▶ _Task instructions_:
For each line in the data below that holds "midpoint", return a copy.

▶ _Provided records_:
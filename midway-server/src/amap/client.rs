//! AMap web service HTTP client.
//!
//! Provides async methods for geocoding, transit routing and POI search,
//! and implements [`MapProvider`] on top of them.

use std::sync::Arc;

use serde::de::DeserializeOwned;
use tokio::sync::Semaphore;
use tracing::debug;

use crate::domain::{CandidateStation, Location, Route, StationSource};
use crate::provider::{MapProvider, ProviderError};

use super::convert::{
    ConversionError, convert_geocode, convert_stations, convert_transit, first_poi_location,
};
use super::error::AmapError;
use super::types::{GeocodeResponse, PlaceResponse, Poi, Status, TransitResponse};

/// Default base URL for the AMap web service API.
const DEFAULT_BASE_URL: &str = "https://restapi.amap.com";

/// Default city used to disambiguate addresses.
pub const DEFAULT_CITY: &str = "上海";

/// Default maximum concurrent requests.
const DEFAULT_MAX_CONCURRENT: usize = 3;

/// AMap POI type code for subway stations.
const SUBWAY_STATION_TYPE: &str = "150500";

/// Page size for nearby station searches.
const NEARBY_PAGE_SIZE: u32 = 25;

/// Largest radius AMap accepts for an around search, used when looking a
/// station up by name.
const STATION_LOOKUP_RADIUS_M: u32 = 50_000;

/// Configuration for the AMap client.
#[derive(Debug, Clone)]
pub struct AmapConfig {
    /// Web service key
    pub api_key: String,
    /// Base URL for the API (defaults to production AMap)
    pub base_url: String,
    /// City used for geocoding and transit queries
    pub city: String,
    /// Maximum concurrent requests
    pub max_concurrent: usize,
    /// Request timeout in seconds
    pub timeout_secs: u64,
}

impl AmapConfig {
    /// Create a new config with the given web service key.
    pub fn new(api_key: impl Into<String>) -> Self {
        Self {
            api_key: api_key.into(),
            base_url: DEFAULT_BASE_URL.to_string(),
            city: DEFAULT_CITY.to_string(),
            max_concurrent: DEFAULT_MAX_CONCURRENT,
            timeout_secs: 30,
        }
    }

    /// Set a custom base URL (for testing).
    pub fn with_base_url(mut self, url: impl Into<String>) -> Self {
        self.base_url = url.into();
        self
    }

    /// Set the city.
    pub fn with_city(mut self, city: impl Into<String>) -> Self {
        self.city = city.into();
        self
    }

    /// Set maximum concurrent requests.
    pub fn with_max_concurrent(mut self, n: usize) -> Self {
        self.max_concurrent = n;
        self
    }

    /// Set request timeout.
    pub fn with_timeout(mut self, secs: u64) -> Self {
        self.timeout_secs = secs;
        self
    }
}

/// AMap web service client.
///
/// Uses a semaphore to limit concurrent requests, on top of the pacing
/// the planner already applies.
#[derive(Debug, Clone)]
pub struct AmapClient {
    http: reqwest::Client,
    api_key: String,
    base_url: String,
    city: String,
    semaphore: Arc<Semaphore>,
}

impl AmapClient {
    /// Create a new AMap client with the given configuration.
    pub fn new(config: AmapConfig) -> Result<Self, AmapError> {
        let http = reqwest::Client::builder()
            .timeout(std::time::Duration::from_secs(config.timeout_secs))
            .build()?;

        Ok(Self {
            http,
            api_key: config.api_key,
            base_url: config.base_url.trim_end_matches('/').to_string(),
            city: config.city,
            semaphore: Arc::new(Semaphore::new(config.max_concurrent.max(1))),
        })
    }

    /// Structured geocoding. `None` when AMap has no match.
    pub async fn geocode_address(&self, address: &str) -> Result<Option<Location>, AmapError> {
        let resp: GeocodeResponse = self
            .get(
                "/v3/geocode/geo",
                &[("address", address), ("city", self.city.as_str())],
            )
            .await?;
        check_status(&resp.status)?;
        convert_geocode(&resp, address).map_err(invalid)
    }

    /// Keyword POI search, optionally restricted to a POI type code.
    pub async fn search_places(
        &self,
        keywords: &str,
        types: Option<&str>,
    ) -> Result<Vec<Poi>, AmapError> {
        let mut query = vec![("keywords", keywords), ("city", self.city.as_str())];
        if let Some(types) = types {
            query.push(("types", types));
        }
        let resp: PlaceResponse = self.get("/v3/place/text", &query).await?;
        check_status(&resp.status)?;
        Ok(resp.pois)
    }

    /// Subway stations whose name matches `name`, nearest to `near` first.
    pub async fn stations_named_near(
        &self,
        name: &str,
        near: &Location,
    ) -> Result<Vec<Poi>, AmapError> {
        let location = near.to_lng_lat();
        let radius = STATION_LOOKUP_RADIUS_M.to_string();
        let resp: PlaceResponse = self
            .get(
                "/v3/place/around",
                &[
                    ("keywords", name),
                    ("location", location.as_str()),
                    ("radius", radius.as_str()),
                    ("types", SUBWAY_STATION_TYPE),
                    ("sortrule", "distance"),
                ],
            )
            .await?;
        check_status(&resp.status)?;
        Ok(resp.pois)
    }

    /// First integrated transit plan between two points. `None` when AMap
    /// finds no plan.
    pub async fn transit(
        &self,
        origin: &Location,
        destination: &Location,
    ) -> Result<Option<Route>, AmapError> {
        let origin = origin.to_lng_lat();
        let destination = destination.to_lng_lat();
        let resp: TransitResponse = self
            .get(
                "/v3/direction/transit/integrated",
                &[
                    ("origin", origin.as_str()),
                    ("destination", destination.as_str()),
                    ("city", self.city.as_str()),
                    ("cityd", self.city.as_str()),
                    ("strategy", "0"),
                ],
            )
            .await?;
        check_status(&resp.status)?;
        convert_transit(&resp).map_err(invalid)
    }

    /// Subway stations around a point.
    pub async fn stations_around(
        &self,
        center: &Location,
        radius_m: u32,
    ) -> Result<Vec<CandidateStation>, AmapError> {
        let location = center.to_lng_lat();
        let radius = radius_m.to_string();
        let offset = NEARBY_PAGE_SIZE.to_string();
        let resp: PlaceResponse = self
            .get(
                "/v3/place/around",
                &[
                    ("location", location.as_str()),
                    ("radius", radius.as_str()),
                    ("types", SUBWAY_STATION_TYPE),
                    ("offset", offset.as_str()),
                ],
            )
            .await?;
        check_status(&resp.status)?;
        Ok(convert_stations(&resp.pois, StationSource::Nearby))
    }

    async fn get<T: DeserializeOwned>(
        &self,
        path: &str,
        query: &[(&str, &str)],
    ) -> Result<T, AmapError> {
        let _permit = self
            .semaphore
            .acquire()
            .await
            .map_err(|_| AmapError::Api {
                status: 0,
                message: "Semaphore closed".to_string(),
            })?;

        let url = format!("{}{}", self.base_url, path);
        let response = self
            .http
            .get(&url)
            .query(&[("key", self.api_key.as_str()), ("output", "JSON")])
            .query(query)
            .send()
            .await?;

        let status = response.status();

        if status == reqwest::StatusCode::TOO_MANY_REQUESTS {
            return Err(AmapError::RateLimited);
        }

        if !status.is_success() {
            let body = response.text().await.unwrap_or_default();
            return Err(AmapError::Api {
                status: status.as_u16(),
                message: body,
            });
        }

        let body = response.text().await?;

        serde_json::from_str(&body).map_err(|e| AmapError::Json {
            message: e.to_string(),
            body: Some(body.chars().take(500).collect()),
        })
    }
}

fn check_status(status: &Status) -> Result<(), AmapError> {
    if status.is_ok() {
        return Ok(());
    }
    Err(AmapError::Status {
        code: status.infocode.clone().unwrap_or_default(),
        info: status
            .info
            .clone()
            .unwrap_or_else(|| "unknown error".to_string()),
    })
}

fn invalid(err: ConversionError) -> AmapError {
    AmapError::Invalid(err.to_string())
}

impl MapProvider for AmapClient {
    /// Structured geocoding first, then the first keyword POI match.
    async fn geocode(&self, address: &str) -> Result<Location, ProviderError> {
        if let Some(location) = self.geocode_address(address).await? {
            return Ok(location);
        }

        debug!(address, "no geocode match, falling back to place search");
        let pois = self.search_places(address, None).await?;
        first_poi_location(&pois)
            .map_err(invalid)?
            .map(|location| location.with_address(address))
            .ok_or_else(|| ProviderError::AddressNotFound(address.to_string()))
    }

    async fn transit_route(
        &self,
        origin: &Location,
        destination: &Location,
    ) -> Result<Route, ProviderError> {
        self.transit(origin, destination)
            .await?
            .ok_or(ProviderError::NoRouteFound)
    }

    async fn nearby_stations(
        &self,
        center: &Location,
        radius_m: u32,
    ) -> Result<Vec<CandidateStation>, ProviderError> {
        Ok(self.stations_around(center, radius_m).await?)
    }

    /// The same-named station closest to `near`, then any in the city.
    async fn locate_station(
        &self,
        name: &str,
        near: &Location,
    ) -> Result<Option<Location>, ProviderError> {
        let pois = self.stations_named_near(name, near).await?;
        if let Some(location) = first_poi_location(&pois).map_err(invalid)? {
            return Ok(Some(location));
        }

        debug!(name, "no station of that name nearby, searching the whole city");
        let pois = self.search_places(name, Some(SUBWAY_STATION_TYPE)).await?;
        Ok(first_poi_location(&pois).map_err(invalid)?)
    }
}
//! AMap web service response DTOs.
//!
//! These types map directly to the AMap v3 JSON responses. AMap sends
//! numbers as strings and encodes an empty string as `[]`, so scalar
//! fields are decoded with [`lenient_string`] and parsed during conversion.

use serde::{Deserialize, Deserializer};

/// Envelope fields shared by every AMap response.
#[derive(Debug, Clone, Deserialize)]
pub struct Status {
    /// `"1"` on success, `"0"` on failure.
    pub status: String,

    /// Human-readable status, e.g. `"OK"` or `"INVALID_USER_KEY"`.
    #[serde(default, deserialize_with = "lenient_string")]
    pub info: Option<String>,

    /// Numeric status code, e.g. `"10000"`.
    #[serde(default, deserialize_with = "lenient_string")]
    pub infocode: Option<String>,
}

impl Status {
    /// Whether AMap reported success.
    pub fn is_ok(&self) -> bool {
        self.status == "1"
    }
}

/// Response from `/v3/geocode/geo`.
#[derive(Debug, Clone, Deserialize)]
pub struct GeocodeResponse {
    #[serde(flatten)]
    pub status: Status,

    #[serde(default)]
    pub geocodes: Vec<Geocode>,
}

/// A single structured geocoding match.
#[derive(Debug, Clone, Deserialize)]
pub struct Geocode {
    #[serde(default, deserialize_with = "lenient_string")]
    pub formatted_address: Option<String>,

    /// `"lng,lat"`.
    #[serde(default, deserialize_with = "lenient_string")]
    pub location: Option<String>,
}

/// Response from `/v3/place/text` and `/v3/place/around`.
#[derive(Debug, Clone, Deserialize)]
pub struct PlaceResponse {
    #[serde(flatten)]
    pub status: Status,

    #[serde(default)]
    pub pois: Vec<Poi>,
}

/// A point of interest.
#[derive(Debug, Clone, Deserialize)]
pub struct Poi {
    #[serde(default, deserialize_with = "lenient_string")]
    pub name: Option<String>,

    #[serde(default, deserialize_with = "lenient_string")]
    pub address: Option<String>,

    /// `"lng,lat"`.
    #[serde(default, deserialize_with = "lenient_string")]
    pub location: Option<String>,

    /// Distance from the search centre in metres (place/around only).
    #[serde(default, deserialize_with = "lenient_string")]
    pub distance: Option<String>,
}

/// Response from `/v3/direction/transit/integrated`.
#[derive(Debug, Clone, Deserialize)]
pub struct TransitResponse {
    #[serde(flatten)]
    pub status: Status,

    pub route: Option<TransitRoute>,
}

#[derive(Debug, Clone, Deserialize)]
pub struct TransitRoute {
    #[serde(default)]
    pub transits: Vec<Transit>,
}

/// One complete transit plan.
#[derive(Debug, Clone, Deserialize)]
pub struct Transit {
    /// Seconds.
    #[serde(default, deserialize_with = "lenient_string")]
    pub duration: Option<String>,

    /// Metres.
    #[serde(default, deserialize_with = "lenient_string")]
    pub distance: Option<String>,

    /// Metres.
    #[serde(default, deserialize_with = "lenient_string")]
    pub walking_distance: Option<String>,

    #[serde(default)]
    pub segments: Vec<Segment>,
}

/// A leg of a transit plan. Only the bus part carries subway lines.
#[derive(Debug, Clone, Deserialize)]
pub struct Segment {
    pub bus: Option<BusSegment>,
}

#[derive(Debug, Clone, Deserialize)]
pub struct BusSegment {
    #[serde(default)]
    pub buslines: Vec<BusLine>,
}

/// A bus or subway line ridden within a segment.
#[derive(Debug, Clone, Deserialize)]
pub struct BusLine {
    #[serde(default, deserialize_with = "lenient_string")]
    pub name: Option<String>,

    /// Line type, e.g. `"地铁线路"` or `"普通公交线路"`.
    #[serde(rename = "type", default, deserialize_with = "lenient_string")]
    pub line_type: Option<String>,

    pub departure_stop: Option<Stop>,

    pub arrival_stop: Option<Stop>,

    #[serde(default)]
    pub via_stops: Vec<Stop>,
}

impl BusLine {
    /// Whether this line is a subway line.
    pub fn is_subway(&self) -> bool {
        self.line_type
            .as_deref()
            .is_some_and(|t| t.contains("地铁"))
    }
}

/// A stop on a line.
#[derive(Debug, Clone, Deserialize)]
pub struct Stop {
    #[serde(default, deserialize_with = "lenient_string")]
    pub name: Option<String>,

    /// `"lng,lat"`, sometimes missing or `[]`.
    #[serde(default, deserialize_with = "lenient_string")]
    pub location: Option<String>,
}

/// Decode a scalar that AMap may send as a string, a number, `[]` or null.
///
/// Empty strings and empty arrays become `None`.
pub fn lenient_string<'de, D>(deserializer: D) -> Result<Option<String>, D::Error>
where
    D: Deserializer<'de>,
{
    #[derive(Deserialize)]
    #[serde(untagged)]
    enum Raw {
        Text(String),
        Number(serde_json::Number),
        List(Vec<serde_json::Value>),
        Null,
    }

    let value = match Option::<Raw>::deserialize(deserializer)? {
        Some(Raw::Text(s)) => Some(s),
        Some(Raw::Number(n)) => Some(n.to_string()),
        Some(Raw::List(items)) => items
            .into_iter()
            .next()
            .and_then(|v| v.as_str().map(str::to_string)),
        Some(Raw::Null) | None => None,
    };

    Ok(value.filter(|s| !s.trim().is_empty()))
}
//! Geographic coordinates and great-circle distance.

use std::fmt;

/// Mean Earth radius in metres used for Haversine distances.
pub const EARTH_RADIUS_M: f64 = 6_371_000.0;

/// Error returned when a coordinate is outside the valid WGS84 range.
#[derive(Debug, Clone, PartialEq, thiserror::Error)]
#[error("invalid coordinate: {reason}")]
pub struct InvalidCoordinate {
    reason: String,
}

impl InvalidCoordinate {
    fn new(reason: impl Into<String>) -> Self {
        Self {
            reason: reason.into(),
        }
    }
}

/// A geographic point, optionally carrying the address it was resolved from.
///
/// Longitude comes first, matching the `"lng,lat"` convention of the
/// mapping backend. A `Location` is always finite and within
/// `[-180, 180] × [-90, 90]`.
///
/// # Examples
///
/// ```
/// use midway_server::domain::Location;
///
/// let loc = Location::parse_lng_lat("116.397428,39.90923").unwrap();
/// assert_eq!(loc.lng(), 116.397428);
/// assert_eq!(loc.lat(), 39.90923);
///
/// assert!(Location::parse_lng_lat("116.39").is_err());
/// assert!(Location::new(200.0, 0.0).is_err());
/// ```
#[derive(Debug, Clone, PartialEq)]
pub struct Location {
    lng: f64,
    lat: f64,
    address: Option<String>,
}

impl Location {
    /// Create a location from longitude and latitude in degrees.
    pub fn new(lng: f64, lat: f64) -> Result<Self, InvalidCoordinate> {
        if !lng.is_finite() || !lat.is_finite() {
            return Err(InvalidCoordinate::new("coordinates must be finite"));
        }
        if !(-180.0..=180.0).contains(&lng) {
            return Err(InvalidCoordinate::new(format!(
                "longitude {lng} out of range"
            )));
        }
        if !(-90.0..=90.0).contains(&lat) {
            return Err(InvalidCoordinate::new(format!(
                "latitude {lat} out of range"
            )));
        }
        Ok(Self {
            lng,
            lat,
            address: None,
        })
    }

    /// Parse a `"lng,lat"` pair as used by the mapping backend.
    pub fn parse_lng_lat(s: &str) -> Result<Self, InvalidCoordinate> {
        let (lng, lat) = s
            .split_once(',')
            .ok_or_else(|| InvalidCoordinate::new(format!("expected \"lng,lat\", got {s:?}")))?;

        let lng: f64 = lng
            .trim()
            .parse()
            .map_err(|_| InvalidCoordinate::new(format!("bad longitude in {s:?}")))?;
        let lat: f64 = lat
            .trim()
            .parse()
            .map_err(|_| InvalidCoordinate::new(format!("bad latitude in {s:?}")))?;

        Self::new(lng, lat)
    }

    /// Attach the human-readable address this location was resolved from.
    pub fn with_address(mut self, address: impl Into<String>) -> Self {
        self.address = Some(address.into());
        self
    }

    pub fn lng(&self) -> f64 {
        self.lng
    }

    pub fn lat(&self) -> f64 {
        self.lat
    }

    pub fn address(&self) -> Option<&str> {
        self.address.as_deref()
    }

    /// Arithmetic midpoint of two locations.
    ///
    /// This is a search anchor, not a geodesic midpoint. The result never
    /// carries an address.
    pub fn midpoint(a: &Location, b: &Location) -> Location {
        Location {
            lng: (a.lng + b.lng) / 2.0,
            lat: (a.lat + b.lat) / 2.0,
            address: None,
        }
    }

    /// Great-circle distance to `other` in metres (Haversine formula).
    pub fn haversine_distance(&self, other: &Location) -> f64 {
        let phi1 = self.lat.to_radians();
        let phi2 = other.lat.to_radians();
        let delta_phi = (other.lat - self.lat).to_radians();
        let delta_lambda = (other.lng - self.lng).to_radians();

        // Rounding can push `a` just past 1 for near-antipodal points.
        let a = ((delta_phi / 2.0).sin().powi(2)
            + phi1.cos() * phi2.cos() * (delta_lambda / 2.0).sin().powi(2))
        .min(1.0);
        let c = 2.0 * a.sqrt().atan2((1.0 - a).sqrt());

        EARTH_RADIUS_M * c
    }

    /// Format as `"lng,lat"` for backend query strings.
    pub fn to_lng_lat(&self) -> String {
        format!("{:.6},{:.6}", self.lng, self.lat)
    }
}

impl fmt::Display for Location {
    fn fmt(&self, f: &mut fmt::Formatter<'_>) -> fmt::Result {
        match &self.address {
            Some(address) => write!(f, "{address} ({:.6},{:.6})", self.lng, self.lat),
            None => write!(f, "({:.6},{:.6})", self.lng, self.lat),
        }
    }
}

▶ _Output_:
    /// Arithmetic midpoint of two locations.
    /// This is a search anchor, not a geodesic midpoint. The result never
    pub fn midpoint(a: &Location, b: &Location) -> Location {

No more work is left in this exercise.